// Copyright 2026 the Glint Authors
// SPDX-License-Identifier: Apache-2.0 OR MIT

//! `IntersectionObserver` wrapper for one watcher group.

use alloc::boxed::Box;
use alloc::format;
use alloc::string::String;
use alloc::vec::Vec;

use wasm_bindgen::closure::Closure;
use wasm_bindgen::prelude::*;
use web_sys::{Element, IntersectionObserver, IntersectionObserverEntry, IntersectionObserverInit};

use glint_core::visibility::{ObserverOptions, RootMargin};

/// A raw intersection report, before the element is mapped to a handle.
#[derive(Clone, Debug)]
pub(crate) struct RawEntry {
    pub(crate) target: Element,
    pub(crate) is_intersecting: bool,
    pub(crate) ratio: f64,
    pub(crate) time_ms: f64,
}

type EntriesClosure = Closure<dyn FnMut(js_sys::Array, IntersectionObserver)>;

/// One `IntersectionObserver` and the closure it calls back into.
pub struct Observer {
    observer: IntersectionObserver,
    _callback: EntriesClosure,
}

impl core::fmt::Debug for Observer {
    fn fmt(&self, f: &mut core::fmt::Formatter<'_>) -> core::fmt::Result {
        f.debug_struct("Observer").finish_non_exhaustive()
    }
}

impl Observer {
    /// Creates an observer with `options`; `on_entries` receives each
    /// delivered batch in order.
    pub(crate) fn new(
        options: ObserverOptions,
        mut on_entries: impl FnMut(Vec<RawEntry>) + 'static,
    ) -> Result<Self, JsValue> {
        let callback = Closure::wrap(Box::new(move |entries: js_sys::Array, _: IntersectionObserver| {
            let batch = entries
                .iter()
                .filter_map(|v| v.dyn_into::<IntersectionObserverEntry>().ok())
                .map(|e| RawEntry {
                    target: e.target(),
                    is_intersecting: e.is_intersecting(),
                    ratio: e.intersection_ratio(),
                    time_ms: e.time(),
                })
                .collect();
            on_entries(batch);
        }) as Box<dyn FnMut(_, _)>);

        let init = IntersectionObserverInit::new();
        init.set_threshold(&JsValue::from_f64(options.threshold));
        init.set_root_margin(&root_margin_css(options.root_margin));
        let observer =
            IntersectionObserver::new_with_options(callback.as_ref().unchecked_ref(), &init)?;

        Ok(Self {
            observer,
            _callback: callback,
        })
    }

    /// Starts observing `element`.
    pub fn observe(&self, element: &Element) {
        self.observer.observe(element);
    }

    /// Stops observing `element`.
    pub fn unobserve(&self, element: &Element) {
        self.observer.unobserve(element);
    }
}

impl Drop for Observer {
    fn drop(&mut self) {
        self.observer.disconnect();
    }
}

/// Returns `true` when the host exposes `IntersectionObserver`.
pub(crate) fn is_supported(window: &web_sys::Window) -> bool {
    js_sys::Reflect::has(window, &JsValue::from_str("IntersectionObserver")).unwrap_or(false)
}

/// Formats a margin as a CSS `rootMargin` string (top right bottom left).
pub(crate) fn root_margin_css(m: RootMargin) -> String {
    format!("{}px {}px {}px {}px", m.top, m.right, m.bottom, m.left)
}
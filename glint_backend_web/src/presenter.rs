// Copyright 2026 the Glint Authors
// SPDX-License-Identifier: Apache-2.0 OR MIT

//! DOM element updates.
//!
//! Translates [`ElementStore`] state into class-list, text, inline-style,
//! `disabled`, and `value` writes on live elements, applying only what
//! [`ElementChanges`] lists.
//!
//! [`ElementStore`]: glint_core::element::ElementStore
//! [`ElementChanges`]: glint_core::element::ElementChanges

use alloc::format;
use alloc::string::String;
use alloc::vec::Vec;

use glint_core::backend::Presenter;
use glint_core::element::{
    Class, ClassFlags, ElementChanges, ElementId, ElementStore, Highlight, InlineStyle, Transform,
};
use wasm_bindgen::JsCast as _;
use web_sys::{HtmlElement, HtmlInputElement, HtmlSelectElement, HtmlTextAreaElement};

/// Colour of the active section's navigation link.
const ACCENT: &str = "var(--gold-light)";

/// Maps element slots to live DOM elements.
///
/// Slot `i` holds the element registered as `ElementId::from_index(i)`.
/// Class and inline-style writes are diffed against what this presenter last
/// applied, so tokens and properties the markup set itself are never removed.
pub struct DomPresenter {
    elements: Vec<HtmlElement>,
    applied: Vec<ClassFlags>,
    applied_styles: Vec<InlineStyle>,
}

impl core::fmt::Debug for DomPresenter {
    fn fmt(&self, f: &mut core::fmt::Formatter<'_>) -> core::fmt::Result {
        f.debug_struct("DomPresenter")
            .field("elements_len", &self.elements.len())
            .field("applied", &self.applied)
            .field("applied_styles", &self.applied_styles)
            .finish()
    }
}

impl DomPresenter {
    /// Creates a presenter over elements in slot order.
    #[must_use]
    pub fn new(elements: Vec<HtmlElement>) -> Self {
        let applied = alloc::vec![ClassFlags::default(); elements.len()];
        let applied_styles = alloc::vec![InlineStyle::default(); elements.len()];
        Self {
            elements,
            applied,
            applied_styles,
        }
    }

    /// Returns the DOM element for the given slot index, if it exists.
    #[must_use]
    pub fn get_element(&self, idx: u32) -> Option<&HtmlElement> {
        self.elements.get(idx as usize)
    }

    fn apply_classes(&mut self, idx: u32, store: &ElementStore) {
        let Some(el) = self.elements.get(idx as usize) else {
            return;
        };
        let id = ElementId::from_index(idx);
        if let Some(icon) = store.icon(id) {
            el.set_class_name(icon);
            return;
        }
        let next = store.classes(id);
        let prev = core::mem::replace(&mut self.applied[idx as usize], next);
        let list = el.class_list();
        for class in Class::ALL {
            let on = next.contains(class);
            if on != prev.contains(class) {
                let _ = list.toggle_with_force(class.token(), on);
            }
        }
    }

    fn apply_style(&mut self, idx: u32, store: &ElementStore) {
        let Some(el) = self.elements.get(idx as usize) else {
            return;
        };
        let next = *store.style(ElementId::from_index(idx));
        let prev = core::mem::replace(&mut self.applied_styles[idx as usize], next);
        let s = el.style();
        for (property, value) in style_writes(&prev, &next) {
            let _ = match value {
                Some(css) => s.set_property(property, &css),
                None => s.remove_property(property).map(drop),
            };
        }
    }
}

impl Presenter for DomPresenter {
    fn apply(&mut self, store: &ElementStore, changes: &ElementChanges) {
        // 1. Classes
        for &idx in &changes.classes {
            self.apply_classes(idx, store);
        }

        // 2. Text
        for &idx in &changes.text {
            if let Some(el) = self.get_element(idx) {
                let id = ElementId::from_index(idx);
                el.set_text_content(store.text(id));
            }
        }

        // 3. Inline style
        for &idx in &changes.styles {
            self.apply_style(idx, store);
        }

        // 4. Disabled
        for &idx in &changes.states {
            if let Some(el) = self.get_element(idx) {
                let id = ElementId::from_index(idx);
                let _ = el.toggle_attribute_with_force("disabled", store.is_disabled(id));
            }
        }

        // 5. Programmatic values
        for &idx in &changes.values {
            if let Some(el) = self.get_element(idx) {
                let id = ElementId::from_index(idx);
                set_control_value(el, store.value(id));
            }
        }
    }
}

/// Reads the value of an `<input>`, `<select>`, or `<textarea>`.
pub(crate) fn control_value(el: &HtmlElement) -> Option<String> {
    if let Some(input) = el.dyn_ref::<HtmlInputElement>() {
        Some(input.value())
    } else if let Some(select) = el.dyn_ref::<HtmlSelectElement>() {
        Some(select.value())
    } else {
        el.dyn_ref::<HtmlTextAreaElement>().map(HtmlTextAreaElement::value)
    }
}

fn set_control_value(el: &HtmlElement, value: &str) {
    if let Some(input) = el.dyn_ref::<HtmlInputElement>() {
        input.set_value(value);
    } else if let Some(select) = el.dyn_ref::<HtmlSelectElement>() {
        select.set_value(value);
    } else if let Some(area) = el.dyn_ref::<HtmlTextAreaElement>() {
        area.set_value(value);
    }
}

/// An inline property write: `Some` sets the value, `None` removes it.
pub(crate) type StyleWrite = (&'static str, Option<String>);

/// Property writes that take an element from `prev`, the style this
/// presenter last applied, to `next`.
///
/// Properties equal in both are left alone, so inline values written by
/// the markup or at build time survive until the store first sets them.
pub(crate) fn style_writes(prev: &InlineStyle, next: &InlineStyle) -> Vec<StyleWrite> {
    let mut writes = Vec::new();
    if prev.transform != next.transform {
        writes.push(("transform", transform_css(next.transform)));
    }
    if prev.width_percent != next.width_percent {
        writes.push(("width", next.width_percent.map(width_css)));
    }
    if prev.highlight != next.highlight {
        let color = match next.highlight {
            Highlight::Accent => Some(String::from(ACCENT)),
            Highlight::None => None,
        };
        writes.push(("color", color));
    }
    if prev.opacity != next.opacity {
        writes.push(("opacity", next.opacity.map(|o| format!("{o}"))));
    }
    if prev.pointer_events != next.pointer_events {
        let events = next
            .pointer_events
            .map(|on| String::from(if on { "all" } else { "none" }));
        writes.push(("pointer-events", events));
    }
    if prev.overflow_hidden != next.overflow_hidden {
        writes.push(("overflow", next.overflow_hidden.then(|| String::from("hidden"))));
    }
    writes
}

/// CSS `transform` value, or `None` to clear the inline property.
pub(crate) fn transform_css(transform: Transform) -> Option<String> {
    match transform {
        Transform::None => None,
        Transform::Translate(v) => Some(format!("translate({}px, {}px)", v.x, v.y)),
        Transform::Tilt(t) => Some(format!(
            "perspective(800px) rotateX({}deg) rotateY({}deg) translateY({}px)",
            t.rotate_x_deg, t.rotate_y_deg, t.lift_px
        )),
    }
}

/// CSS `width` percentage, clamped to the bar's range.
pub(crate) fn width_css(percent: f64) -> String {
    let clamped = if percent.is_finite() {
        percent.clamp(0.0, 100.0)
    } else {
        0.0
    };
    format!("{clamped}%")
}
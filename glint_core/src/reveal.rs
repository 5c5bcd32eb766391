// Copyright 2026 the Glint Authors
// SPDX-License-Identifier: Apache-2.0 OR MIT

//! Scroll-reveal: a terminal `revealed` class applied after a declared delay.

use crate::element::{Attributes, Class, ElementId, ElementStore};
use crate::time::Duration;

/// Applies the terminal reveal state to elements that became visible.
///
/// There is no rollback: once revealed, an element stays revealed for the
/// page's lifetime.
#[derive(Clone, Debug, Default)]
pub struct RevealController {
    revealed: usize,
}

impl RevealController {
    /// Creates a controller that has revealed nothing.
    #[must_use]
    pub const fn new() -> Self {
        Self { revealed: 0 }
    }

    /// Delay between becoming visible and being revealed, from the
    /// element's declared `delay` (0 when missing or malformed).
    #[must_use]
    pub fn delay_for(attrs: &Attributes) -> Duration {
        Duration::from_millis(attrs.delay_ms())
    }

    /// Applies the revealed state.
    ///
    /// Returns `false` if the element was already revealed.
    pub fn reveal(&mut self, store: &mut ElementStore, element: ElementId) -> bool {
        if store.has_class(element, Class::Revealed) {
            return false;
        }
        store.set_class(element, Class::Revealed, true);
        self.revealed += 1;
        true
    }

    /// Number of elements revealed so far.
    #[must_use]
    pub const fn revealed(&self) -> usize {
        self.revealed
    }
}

——

• _Task to carry out_
Above are some lines. Repeat exactly, and only, those from the line that has "area.set_value(value);" through the line that has "values written by".

• _The completed task_
        area.set_value(value);
    }
}

/// An inline property write: `Some` sets the value, `None` removes it.
pub(crate) type StyleWrite = (&'static str, Option<String>);

/// Property writes that take an element from `prev`, the style this
/// presenter last applied, to `next`.
///
/// Properties equal in both are left alone, so inline values written by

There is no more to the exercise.